Balanchine se prend les Millepied dans le tapis

Le Ballet de l’Opéra de Lyon a proposé du 17 au 23 décembre une pièce de Balanchine et deux de Benjamin Millepied, un ancien du Conservatoire national supérieur de musique et de danse de Lyon (CNSMD) et danseur étoile de Balanchine. Bilan de la dernière représentation : un Balanchine peu gracieux et un Millepied frustrant.

Si Balanchine est un monstre sacré, ne le danse pas qui veut. Question technique, rien à redire. Question grâce et légèreté, c’est néanmoins à revoir. La musculature saillante des épaules des danseuses s’accorde mal avec l’univers tout en grâce et en légèreté de ce Concerto Barocco du maître du New York City Ballet.

Et les sourires à la miss France des deux grandes - en taille - ballerines solistes du premier plan étaient pour le moins crispants. Tout comme la lourdeur et le bruit de leurs pieds retombants… Un bémol toutefois : une énergie et une émotion agréable chez quelques-unes des danseuses du petit corps de ballet.

Changement de rythme avec les deux pièces de Millepied, fort heureusement plus modernes. Sarabande a donné à voir quatre danseurs sur sept séquences construites sur des extraits de Jean-Sébastien Bach (la Partita pour flûte seule et Sonates N°1 et 2 ainsi que Partita n°1 pour violon seul).

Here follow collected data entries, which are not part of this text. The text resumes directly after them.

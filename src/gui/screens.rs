use crate::models::place::PlaceDetails;
use crate::voting::{Phase, VotingSnapshot};

/// Which screen a session view shows.
#[derive(Debug, Clone, PartialEq)]
pub enum Screen {
    Login,
    Loading,
    Choice(PlaceDetails),
    Waiting,
    RefreshNeeded,
    Winner(Option<PlaceDetails>),
    Finished,
    Expired,
    Error,
}

impl Screen {
    pub fn from_snapshot(snapshot: &VotingSnapshot) -> Self {
        match &snapshot.phase {
            Phase::Login => Screen::Login,
            Phase::Deciding => match &snapshot.current {
                Some(place) => Screen::Choice(place.clone()),
                None if snapshot.refresh_limit_reached => Screen::RefreshNeeded,
                None if snapshot.waiting => Screen::Waiting,
                None if snapshot.loading => Screen::Loading,
                None => Screen::RefreshNeeded,
            },
            Phase::Winner(place) => Screen::Winner(place.clone()),
            Phase::Finished => Screen::Finished,
            Phase::Expired => Screen::Expired,
            Phase::Unknown => Screen::Error,
        }
    }

    pub fn title(&self) -> &'static str {
        match self {
            Screen::Login => "Enter your phone number to vote",
            Screen::Loading => "Loading choices",
            Screen::Choice(_) => "Would you eat here?",
            Screen::Waiting => "Waiting for other voters",
            Screen::RefreshNeeded => "Please refresh the page",
            Screen::Winner(_) => "The winner is",
            Screen::Finished => "No winner this time",
            Screen::Expired => "Session expired",
            Screen::Error => "An error has occurred",
        }
    }
}
use std::time::Duration;

use egui::{Color32, RichText};

use crate::models::place::PlaceDetails;
use crate::models::session::RankBy;

pub mod screens;
pub mod state;

use screens::Screen;
use state::{AppState, HomeForm, Route, SessionView, UiAction};

pub struct ChooseeApp {
    state: AppState,
}

impl ChooseeApp {
    pub fn new(cc: &eframe::CreationContext<'_>, state: AppState) -> Self {
        cc.egui_ctx.set_visuals(egui::Visuals::light());
        Self { state }
    }
}

impl eframe::App for ChooseeApp {
    fn update(&mut self, ctx: &egui::Context, _frame: &mut eframe::Frame) {
        self.state.poll_pending();
        let mut action = None;

        egui::TopBottomPanel::top("header").show(ctx, |ui| {
            ui.horizontal(|ui| {
                ui.heading("Choosee");
                if let Route::Session(view) = &self.state.route {
                    ui.with_layout(egui::Layout::right_to_left(egui::Align::Center), |ui| {
                        if let Some(address) = view.snapshot().address {
                            ui.label(address);
                        }
                    });
                }
            });
        });

        egui::TopBottomPanel::bottom("footer").show(ctx, |ui| {
            ui.horizontal(|ui| {
                let location = match &self.state.route {
                    Route::Home => "New session".to_owned(),
                    Route::Session(view) => format!("Session: {}", view.session_id),
                };
                ui.label(location);
                ui.with_layout(egui::Layout::right_to_left(egui::Align::Center), |ui| {
                    ui.label(&self.state.config.api_url);
                });
            });
        });

        let busy = self.state.is_busy();
        egui::CentralPanel::default().show(ctx, |ui| {
            ui.vertical_centered(|ui| {
                ui.add_space(12.0);
                action = match &mut self.state.route {
                    Route::Home => home_ui(ui, &mut self.state.home, busy),
                    Route::Session(view) => session_ui(ui, view),
                };
            });
        });

        if let Some(action) = action {
            self.state.dispatch(action);
        }

        // Controller updates arrive off the UI thread.
        ctx.request_repaint_after(Duration::from_millis(250));
    }
}

fn home_ui(ui: &mut egui::Ui, form: &mut HomeForm, busy: bool) -> Option<UiAction> {
    let mut action = None;
    ui.heading("Where should we eat?");
    ui.add_space(12.0);

    egui::Grid::new("new_session_grid")
        .num_columns(2)
        .show(ui, |ui| {
            ui.label("Address:");
            ui.text_edit_singleline(&mut form.address);
            ui.end_row();

            ui.label("Latitude / longitude:");
            ui.horizontal(|ui| {
                ui.add(egui::TextEdit::singleline(&mut form.latitude).desired_width(80.0));
                ui.add(egui::TextEdit::singleline(&mut form.longitude).desired_width(80.0));
                if ui.add_enabled(!busy, egui::Button::new("Find address")).clicked() {
                    action = Some(UiAction::LookupAddress);
                }
            });
            ui.end_row();

            ui.label("Radius (miles):");
            ui.text_edit_singleline(&mut form.radius_miles);
            ui.end_row();

            ui.label("Type:");
            let selected = form
                .place_types
                .iter()
                .find(|t| t.value == form.place_type)
                .map_or_else(|| form.place_type.clone(), |t| t.display.clone());
            egui::ComboBox::from_id_salt("place_type")
                .selected_text(selected)
                .show_ui(ui, |ui| {
                    for place_type in &form.place_types {
                        ui.selectable_value(
                            &mut form.place_type,
                            place_type.value.clone(),
                            &place_type.display,
                        );
                    }
                });
            ui.end_row();

            ui.label("Sort by:");
            ui.horizontal(|ui| {
                ui.radio_value(&mut form.rank_by, RankBy::Prominence, "Best match");
                ui.radio_value(&mut form.rank_by, RankBy::Distance, "Distance");
            });
            ui.end_row();

            ui.label("Voters:");
            ui.text_edit_singleline(&mut form.voter_count);
            ui.end_row();
        });

    ui.add_space(12.0);
    if busy {
        ui.spinner();
    } else if ui.button("Start choosing").clicked() {
        action = Some(UiAction::CreateSession);
    }
    if let Some(message) = &form.message {
        ui.colored_label(Color32::RED, message);
    }
    action
}

fn session_ui(ui: &mut egui::Ui, view: &mut SessionView) -> Option<UiAction> {
    let snapshot = view.snapshot();
    let screen = Screen::from_snapshot(&snapshot);
    let mut action = None;

    ui.heading(screen.title());
    ui.add_space(12.0);

    match &screen {
        Screen::Login => {
            ui.label("Phone number:");
            let response = ui.text_edit_singleline(&mut view.phone);
            let entered =
                response.lost_focus() && ui.input(|i| i.key_pressed(egui::Key::Enter));
            if ui.button("Continue").clicked() || entered {
                action = Some(UiAction::SubmitPhone);
            }
            if let Some(error) = &view.phone_error {
                ui.colored_label(Color32::RED, error);
            }
        }
        Screen::Loading | Screen::Waiting => {
            ui.spinner();
        }
        Screen::Choice(place) => {
            place_card(ui, place);
            ui.add_space(12.0);
            ui.horizontal(|ui| {
                if ui
                    .add_enabled(!snapshot.loading, egui::Button::new(RichText::new("No").size(18.0)))
                    .clicked()
                {
                    action = Some(UiAction::Choose {
                        name: place.name.clone(),
                        is_positive: false,
                    });
                }
                if ui
                    .add_enabled(!snapshot.loading, egui::Button::new(RichText::new("Yes").size(18.0)))
                    .clicked()
                {
                    action = Some(UiAction::Choose {
                        name: place.name.clone(),
                        is_positive: true,
                    });
                }
            });
        }
        Screen::RefreshNeeded => {
            if ui.button("Refresh").clicked() {
                action = Some(UiAction::Refresh);
            }
        }
        Screen::Winner(place) => match place {
            Some(place) => place_card(ui, place),
            None => {
                ui.label("The winner could not be loaded.");
            }
        },
        Screen::Finished => {
            ui.label("Every choice was turned down.");
        }
        Screen::Expired | Screen::Error => {}
    }

    if snapshot.phase.is_terminal() || screen == Screen::Error {
        ui.add_space(12.0);
        if ui.button("Make new choices").clicked() {
            action = Some(UiAction::MakeNewChoices);
        }
    }

    if let Some(message) = &snapshot.error_message {
        ui.add_space(8.0);
        ui.colored_label(Color32::RED, message);
    }
    action
}

fn place_card(ui: &mut egui::Ui, place: &PlaceDetails) {
    egui::Frame::group(ui.style()).show(ui, |ui| {
        ui.vertical_centered(|ui| {
            ui.label(RichText::new(&place.name).size(20.0).strong());
            if let Some(address) = place.address() {
                ui.label(address);
            }
            ui.horizontal(|ui| {
                if let Some(rating) = place.rating {
                    ui.label(format!("{:.1} / 5", rating));
                }
                if let Some(price) = place.price_label() {
                    ui.label(price);
                }
            });
            if let Some(phone) = &place.formatted_phone_number {
                ui.label(phone);
            }
            for hours in &place.open_hours {
                ui.small(hours);
            }
            if let Some(website) = &place.website {
                ui.hyperlink(website);
            }
        });
    });
}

Les danseurs, trapus, musclés, énergiques – on aime ! – ont eu du mérite de danser au son d’une flûte enrouée et d’un violon grippé… Fatigue des musiciens solistes sur scène ? Mauvais choix musical ? La qualité des danseurs - notamment le dernier entré sur scène, vêtu d’une chemise à carreaux bleue - aurait sans doute méritée une musique plus entraînante ! D’autant plus qu’ils étaient chacun affublés de chemises fluo à rayures ou à carreaux !

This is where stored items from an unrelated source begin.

use anyhow::{anyhow, Context, Result};
use clap::{Parser, Subcommand, ValueEnum};
use eframe::egui;
use log::info;

use choosee::api::{HttpGateway, SessionGateway};
use choosee::config::AppConfig;
use choosee::gui::state::AppState;
use choosee::gui::ChooseeApp;
use choosee::models::session::{NewSession, RankBy, SessionEdits};
use choosee::models::user::LoggedInUser;

#[derive(Debug, Parser)]
#[command(name = "choosee", author, version, about = "Pick a restaurant together")]
struct Cli {
    #[command(subcommand)]
    command: Option<Command>,
}

#[derive(Debug, Subcommand)]
enum Command {
    /// Open a session to vote
    Vote {
        session_id: String,
        /// Skip the login screen with this phone number
        #[arg(long)]
        phone: Option<String>,
    },
    /// Create a new session and print its id
    Create {
        #[arg(long)]
        address: String,
        /// Search radius in miles
        #[arg(long, default_value_t = 5.0)]
        radius: f64,
        #[arg(long = "type", default_value = "restaurant")]
        place_type: String,
        #[arg(long, default_value_t = 2)]
        voters: u32,
        #[arg(long, value_enum, default_value_t = RankByArg::Prominence)]
        rank_by: RankByArg,
    },
    /// Show a session and its status
    Status { session_id: String },
    /// Change a running session (owner only)
    Update {
        session_id: String,
        #[arg(long)]
        address: Option<String>,
        /// Search radius in miles
        #[arg(long)]
        radius: Option<f64>,
        #[arg(long)]
        voter_count: Option<u32>,
    },
    /// Text the session link to voters
    Invite {
        session_id: String,
        voter_id: Option<String>,
    },
    /// Look up the address nearest to a coordinate
    Geocode {
        #[arg(allow_hyphen_values = true)]
        latitude: f64,
        #[arg(allow_hyphen_values = true)]
        longitude: f64,
    },
    /// List the place types sessions can search for
    PlaceTypes,
}

/// Order in which candidates are offered.
#[derive(Debug, Clone, Copy, PartialEq, Eq, ValueEnum)]
enum RankByArg {
    Distance,
    Prominence,
}

impl From<RankByArg> for RankBy {
    fn from(arg: RankByArg) -> Self {
        match arg {
            RankByArg::Distance => RankBy::Distance,
            RankByArg::Prominence => RankBy::Prominence,
        }
    }
}

fn main() -> Result<()> {
    dotenvy::dotenv().ok();
    env_logger::Builder::from_env(env_logger::Env::default().default_filter_or("info")).init();

    let cli = Cli::parse();
    let config = AppConfig::from_env().context("Invalid configuration")?;
    let runtime = tokio::runtime::Runtime::new().context("Failed to start tokio runtime")?;

    match cli.command {
        None => run_gui(config, runtime.handle().clone(), None),
        Some(Command::Vote { session_id, phone }) => {
            let user = phone
                .as_deref()
                .map(LoggedInUser::from_phone)
                .transpose()
                .context("Invalid --phone")?;
            run_gui(config, runtime.handle().clone(), Some((session_id, user)))
        }
        Some(command) => runtime.block_on(run_command(&config, command)),
    }
}

fn run_gui(
    config: AppConfig,
    runtime: tokio::runtime::Handle,
    session: Option<(String, Option<LoggedInUser>)>,
) -> Result<()> {
    let mut state = AppState::new(config, runtime);
    if let Some((session_id, user)) = session {
        state.open_session(session_id, user);
    }

    let options = eframe::NativeOptions {
        viewport: egui::ViewportBuilder::default()
            .with_title("Choosee")
            .with_inner_size(egui::vec2(480.0, 640.0)),
        ..Default::default()
    };

    eframe::run_native(
        "Choosee",
        options,
        Box::new(move |cc| Ok(Box::new(ChooseeApp::new(cc, state)))),
    )
    .map_err(|e| anyhow!("GUI error: {}", e))
}

async fn run_command(config: &AppConfig, command: Command) -> Result<()> {
    let gateway = HttpGateway::from_config(config);

    match command {
        Command::Create {
            address,
            radius,
            place_type,
            voters,
            rank_by,
        } => {
            let new_session =
                NewSession::from_form(&address, radius, &place_type, rank_by.into(), voters)?;
            let session_id = gateway.create_session(&new_session).await?;
            println!("{}", session_id);
        }
        Command::Status { session_id } => {
            let session = gateway.session(&session_id).await?;
            let status = gateway.status(&session_id).await?;
            println!("Address:  {}", session.address);
            println!("Voters:   {}", session.voter_count);
            println!("Status:   {:?} (page {})", status.current, status.page_id);
            if let Some(winner) = status.winner {
                println!("Winner:   {}", winner.name);
            }
        }
        Command::Update {
            session_id,
            address,
            radius,
            voter_count,
        } => {
            let operations = SessionEdits {
                address,
                radius_miles: radius,
                voter_count,
            }
            .into_operations()?;
            let session = gateway.update_session(&session_id, &operations).await?;
            info!("Session {} updated", session_id);
            println!("{}", serde_json::to_string_pretty(&session)?);
        }
        Command::Invite {
            session_id,
            voter_id,
        } => {
            gateway.send_text(&session_id, voter_id.as_deref()).await?;
            println!("Invite sent");
        }
        Command::Geocode {
            latitude,
            longitude,
        } => {
            let address = gateway.reverse_geocode(latitude, longitude).await?;
            println!("{}", address);
        }
        Command::PlaceTypes => {
            for place_type in gateway.place_types().await? {
                println!("{:<24} {}", place_type.value, place_type.display);
            }
        }
        Command::Vote { .. } => return Err(anyhow!("vote runs in the GUI")),
    }
    Ok(())
}

#[cfg(test)]
mod tests {
    use super::*;

    #[test]
    fn cli_definition_is_valid() {
        use clap::CommandFactory;
        Cli::command().debug_assert();
    }

    #[test]
    fn negative_longitude_parses() {
        let cli = Cli::try_parse_from(["choosee", "geocode", "38.95", "-92.33"]).unwrap();
        match cli.command {
            Some(Command::Geocode {
                latitude,
                longitude,
            }) => {
                assert_eq!(latitude, 38.95);
                assert_eq!(longitude, -92.33);
            }
            other => panic!("unexpected command: {other:?}"),
        }
    }

    #[test]
    fn create_accepts_rank_by() {
        let cli = Cli::try_parse_from([
            "choosee", "create", "--address", "Columbia, MO", "--rank-by", "distance",
        ])
        .unwrap();
        match cli.command {
            Some(Command::Create { rank_by, voters, .. }) => {
                assert_eq!(RankBy::from(rank_by), RankBy::Distance);
                assert_eq!(voters, 2);
            }
            other => panic!("unexpected command: {other:?}"),
        }

        let cli = Cli::try_parse_from(["choosee", "create", "--address", "Columbia, MO"]).unwrap();
        assert!(matches!(
            cli.command,
            Some(Command::Create {
                rank_by: RankByArg::Prominence,
                ..
            })
        ));
    }

    #[test]
    fn no_subcommand_opens_home() {
        let cli = Cli::try_parse_from(["choosee"]).unwrap();
        assert!(cli.command.is_none());
    }
}
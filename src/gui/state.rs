use std::future::Future;

use log::{error, info};
use tokio::runtime::Handle;
use tokio::sync::oneshot::{self, error::TryRecvError};
use tokio::sync::watch;

use crate::api::HttpGateway;
use crate::config::AppConfig;
use crate::error::{ChooseeError, Result};
use crate::models::place::PlaceTypeDisplay;
use crate::models::session::{NewSession, RankBy};
use crate::models::user::LoggedInUser;
use crate::voting::task::{spawn_controller, Command, ControllerHandle};
use crate::voting::{PollSettings, VotingController, VotingSnapshot};

/// Result of a request running on the runtime, checked once per frame.
pub struct Pending<T> {
    rx: oneshot::Receiver<Result<T>>,
}

impl<T: Send + 'static> Pending<T> {
    pub fn spawn<F>(runtime: &Handle, future: F) -> Self
    where
        F: Future<Output = Result<T>> + Send + 'static,
    {
        let (tx, rx) = oneshot::channel();
        runtime.spawn(async move {
            let _ = tx.send(future.await);
        });
        Self { rx }
    }

    pub fn poll(&mut self) -> Option<Result<T>> {
        match self.rx.try_recv() {
            Ok(result) => Some(result),
            Err(TryRecvError::Empty) => None,
            Err(TryRecvError::Closed) => Some(Err(ChooseeError::Cancelled)),
        }
    }
}

#[derive(Debug, Clone, PartialEq)]
pub enum UiAction {
    SubmitPhone,
    Choose { name: String, is_positive: bool },
    Refresh,
    MakeNewChoices,
    CreateSession,
    LookupAddress,
}

pub struct HomeForm {
    pub address: String,
    pub latitude: String,
    pub longitude: String,
    pub radius_miles: String,
    pub place_type: String,
    pub rank_by: RankBy,
    pub voter_count: String,
    pub place_types: Vec<PlaceTypeDisplay>,
    pub message: Option<String>,
}

impl Default for HomeForm {
    fn default() -> Self {
        Self {
            address: String::new(),
            latitude: String::new(),
            longitude: String::new(),
            radius_miles: "5".to_owned(),
            place_type: "restaurant".to_owned(),
            rank_by: RankBy::Prominence,
            voter_count: "2".to_owned(),
            place_types: Vec::new(),
            message: None,
        }
    }
}

impl HomeForm {
    pub fn to_new_session(&self) -> Result<NewSession> {
        let radius_miles = self
            .radius_miles
            .trim()
            .parse::<f64>()
            .map_err(|_| ChooseeError::InvalidInput("Radius must be a number".to_owned()))?;
        let voter_count = self
            .voter_count
            .trim()
            .parse::<u32>()
            .map_err(|_| ChooseeError::InvalidInput("Voter count must be a number".to_owned()))?;
        NewSession::from_form(
            &self.address,
            radius_miles,
            &self.place_type,
            self.rank_by,
            voter_count,
        )
    }

    fn coordinates(&self) -> Result<(f64, f64)> {
        let parse = |raw: &str| raw.trim().parse::<f64>().ok();
        match (parse(&self.latitude), parse(&self.longitude)) {
            (Some(lat), Some(lon)) if (-90.0..=90.0).contains(&lat) && (-180.0..=180.0).contains(&lon) => {
                Ok((lat, lon))
            }
            _ => Err(ChooseeError::InvalidInput(
                "Enter a latitude and longitude".to_owned(),
            )),
        }
    }
}

pub struct SessionView {
    pub session_id: String,
    pub phone: String,
    pub phone_error: Option<String>,
    handle: ControllerHandle,
    snapshot: watch::Receiver<VotingSnapshot>,
}

impl SessionView {
    pub fn snapshot(&self) -> VotingSnapshot {
        self.snapshot.borrow().clone()
    }
}

pub enum Route {
    Home,
    Session(SessionView),
}

pub struct AppState {
    pub config: AppConfig,
    pub route: Route,
    pub home: HomeForm,
    runtime: Handle,
    gateway: HttpGateway,
    creating: Option<Pending<String>>,
    geocoding: Option<Pending<String>>,
    loading_types: Option<Pending<Vec<PlaceTypeDisplay>>>,
}

impl AppState {
    pub fn new(config: AppConfig, runtime: Handle) -> Self {
        let gateway = HttpGateway::from_config(&config);
        let loading_types = {
            let gateway = gateway.clone();
            Pending::spawn(&runtime, async move { gateway.place_types().await })
        };
        Self {
            config,
            route: Route::Home,
            home: HomeForm::default(),
            runtime,
            gateway,
            creating: None,
            geocoding: None,
            loading_types: Some(loading_types),
        }
    }

    pub fn is_busy(&self) -> bool {
        self.creating.is_some() || self.geocoding.is_some()
    }

    /// Starts a controller for `session_id`. Without a `user` the configured
    /// identity is used, and failing that the view asks for a phone number.
    pub fn open_session(&mut self, session_id: String, user: Option<LoggedInUser>) {
        let controller = VotingController::new(
            self.gateway.clone(),
            session_id.clone(),
            PollSettings::from(&self.config),
        );
        let (handle, snapshot) = {
            let _guard = self.runtime.enter();
            spawn_controller(controller)
        };

        let user = user.or_else(|| {
            self.config
                .user_id
                .clone()
                .map(|user_id| LoggedInUser::Authenticated { user_id })
        });
        if let Some(user) = user {
            handle.send(Command::Login(user));
        }

        info!("Opened session {}", session_id);
        self.route = Route::Session(SessionView {
            session_id,
            phone: String::new(),
            phone_error: None,
            handle,
            snapshot,
        });
    }

    pub fn dispatch(&mut self, action: UiAction) {
        match action {
            UiAction::SubmitPhone => self.submit_phone(),
            UiAction::Choose { name, is_positive } => {
                self.send(Command::Choose { name, is_positive });
            }
            UiAction::Refresh => self.send(Command::Refresh),
            UiAction::MakeNewChoices => self.make_new_choices(),
            UiAction::CreateSession => self.submit_new_session(),
            UiAction::LookupAddress => self.lookup_address(),
        }
    }

    fn send(&self, command: Command) {
        if let Route::Session(view) = &self.route {
            if !view.handle.send(command) {
                error!("Voting controller for {} is gone", view.session_id);
            }
        }
    }

    fn submit_phone(&mut self) {
        let Route::Session(view) = &mut self.route else {
            return;
        };
        match LoggedInUser::from_phone(&view.phone) {
            Ok(user) => {
                view.phone_error = None;
                view.handle.send(Command::Login(user));
            }
            Err(e) => view.phone_error = Some(e.to_string()),
        }
    }

    /// Leaves the session for the new-session screen. Dropping the view
    /// stops its controller.
    pub fn make_new_choices(&mut self) {
        self.route = Route::Home;
    }

    fn submit_new_session(&mut self) {
        match self.home.to_new_session() {
            Ok(new_session) => {
                self.home.message = None;
                let gateway = self.gateway.clone();
                self.creating = Some(Pending::spawn(&self.runtime, async move {
                    gateway.create_session(&new_session).await
                }));
            }
            Err(e) => self.home.message = Some(e.to_string()),
        }
    }

    fn lookup_address(&mut self) {
        match self.home.coordinates() {
            Ok((latitude, longitude)) => {
                let gateway = self.gateway.clone();
                self.geocoding = Some(Pending::spawn(&self.runtime, async move {
                    gateway.reverse_geocode(latitude, longitude).await
                }));
            }
            Err(e) => self.home.message = Some(e.to_string()),
        }
    }

    /// Applies any requests that finished since the last frame.
    pub fn poll_pending(&mut self) {
        if let Some(result) = self.loading_types.as_mut().and_then(Pending::poll) {
            self.loading_types = None;
            match result {
                Ok(types) => self.home.place_types = types,
                Err(e) => error!("Failed to load place types: {}", e),
            }
        }

        if let Some(result) = self.geocoding.as_mut().and_then(Pending::poll) {
            self.geocoding = None;
            match result {
                Ok(address) => self.home.address = address,
                Err(e) => self.home.message = Some(format!("Unable to find address: {}", e)),
            }
        }

        if let Some(result) = self.creating.as_mut().and_then(Pending::poll) {
            self.creating = None;
            match result {
                Ok(session_id) => self.open_session(session_id, None),
                Err(e) => {
                    self.home.message = Some(format!("Error creating session: {}", e));
                }
            }
        }
    }
}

La dernière partie du programme, This part in darkness, également chorégraphiée par Benjamin Millepied, était sans doute la meilleure, et pourtant... Musique moderne, inclassable, de David Lang, duo intimiste, énergie et vitesse des 17 danseurs, la pièce commençait bien. Mais alors que deux projecteurs apparaissent sur scène et que l’on s’imagine la création d’un jeu de lumière et de danse avec le duo de danseurs, pffft ! les projecteurs disparaissent. Frustrant.

La musique n’y va pas franchement non plus. Au tout début, on entend des bruits parasites de mauvaise communication téléphonique ? Une idée sonore originale, moderne, mais qui se mêle désagréablement au reste de la musique : on aurait sans doute préféré entendre séparément les bruits parasites au début, symbole de notre vie moderne stressante, puis la musique elle-même. Même manque de franchise pour une sonorité africaine qui survient à un moment dans l’univers musical de David Lang : là aussi, on aurait aimé plus de temps, de corps, de chaleur de densité à cette sonorité qui se serait parfaitement accordée à l’énergie des danseurs.

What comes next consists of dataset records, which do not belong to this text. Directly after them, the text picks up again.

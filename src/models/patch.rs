use serde::{Deserialize, Serialize};
use serde_json::Value;

/// A single RFC 6902 operation. Only the subset the API accepts.
#[derive(Serialize, Deserialize, Debug, Clone, PartialEq)]
#[serde(tag = "op", rename_all = "lowercase")]
pub enum PatchOperation {
    Add { path: String, value: Value },
    Replace { path: String, value: Value },
    Remove { path: String },
}

impl PatchOperation {
    pub fn path(&self) -> &str {
        match self {
            PatchOperation::Add { path, .. }
            | PatchOperation::Replace { path, .. }
            | PatchOperation::Remove { path } => path,
        }
    }
}
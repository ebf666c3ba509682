use log::{debug, info};
use tokio::sync::{mpsc, oneshot, watch};
use tokio::time::Instant;

use super::{VotingController, VotingSnapshot};
use crate::api::SessionGateway;
use crate::models::user::LoggedInUser;

#[derive(Debug, Clone, PartialEq, Eq)]
pub enum Command {
    Login(LoggedInUser),
    Choose { name: String, is_positive: bool },
    Refresh,
}

/// Owning handle for a running controller. Shutting it down, or dropping it,
/// stops the task together with any in-flight request and pending re-poll.
pub struct ControllerHandle {
    commands: mpsc::UnboundedSender<Command>,
    shutdown_tx: Option<oneshot::Sender<()>>,
}

impl ControllerHandle {
    /// Returns `false` once the task has stopped.
    pub fn send(&self, command: Command) -> bool {
        self.commands.send(command).is_ok()
    }

    pub fn shutdown(mut self) {
        self.stop();
    }

    fn stop(&mut self) {
        if let Some(shutdown_tx) = self.shutdown_tx.take() {
            info!("Shutting down voting controller");
            let _ = shutdown_tx.send(());
        }
    }
}

impl Drop for ControllerHandle {
    fn drop(&mut self) {
        self.stop();
    }
}

/// Moves `controller` onto its own task. Must be called within a tokio
/// runtime.
pub fn spawn_controller<G>(
    controller: VotingController<G>,
) -> (ControllerHandle, watch::Receiver<VotingSnapshot>)
where
    G: SessionGateway + 'static,
{
    let (command_tx, command_rx) = mpsc::unbounded_channel();
    let (shutdown_tx, shutdown_rx) = oneshot::channel();
    let (snapshot_tx, snapshot_rx) = watch::channel(controller.snapshot());

    tokio::spawn(run(controller, command_rx, shutdown_rx, snapshot_tx));

    (
        ControllerHandle {
            commands: command_tx,
            shutdown_tx: Some(shutdown_tx),
        },
        snapshot_rx,
    )
}

impl<G: SessionGateway> VotingController<G> {
    pub async fn apply(&mut self, command: Command) {
        match command {
            Command::Login(user) => self.login(user).await,
            Command::Choose { name, is_positive } => self.make_choice(&name, is_positive).await,
            Command::Refresh => self.refresh().await,
        }
    }
}

async fn wait_until(deadline: Option<Instant>) {
    match deadline {
        Some(deadline) => tokio::time::sleep_until(deadline).await,
        None => std::future::pending().await,
    }
}

enum Step {
    Command(Command),
    Poll,
    Stop,
}

async fn run<G: SessionGateway>(
    mut controller: VotingController<G>,
    mut commands: mpsc::UnboundedReceiver<Command>,
    mut shutdown_rx: oneshot::Receiver<()>,
    snapshots: watch::Sender<VotingSnapshot>,
) {
    loop {
        let step = tokio::select! {
            _ = &mut shutdown_rx => Step::Stop,
            command = commands.recv() => command.map_or(Step::Stop, Step::Command),
            _ = wait_until(controller.poll_deadline()) => Step::Poll,
        };

        if !matches!(step, Step::Stop) {
            // Voting stays disabled until the step below is applied.
            let mut busy = controller.snapshot();
            busy.loading = true;
            snapshots.send_replace(busy);
        }

        // One step at a time; shutdown abandons whatever is in flight.
        let stopped = match step {
            Step::Stop => true,
            Step::Command(command) => {
                debug!("Applying {:?}", command);
                tokio::select! {
                    _ = &mut shutdown_rx => true,
                    _ = controller.apply(command) => false,
                }
            }
            Step::Poll => {
                tokio::select! {
                    _ = &mut shutdown_rx => true,
                    _ = controller.on_poll_timer() => false,
                }
            }
        };
        if stopped {
            break;
        }

        snapshots.send_replace(controller.snapshot());
    }
    info!("Voting controller for {} stopped", controller.session_id());
}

Frustrant également les arrêts des danseuses qui n’en sont pas vraiment, puisqu’elles freinent d’elles-mêmes avant que les danseurs ne les arrêtent ! Dommage, l’idée était bonne. Enfin, le programme annonçait « une caméra en direct », mais de caméra, point.

Bref, l’ensemble pêche par manque de poésie, d’émotion, d’harmonie. Même si certains et certaines se sont précisément démarqués en raison de leur émotion propre. Sans douter un seul instant de l’immense talent de Benjamin Millepied en tant que danseur, le chorégraphe, lui – en tout cas ce qu’il a montré le 23 décembre 2011 à l’Opéra de Lyon – doit apprendre à faire des choix. Et surtout, aller jusqu’au bout de ses idées.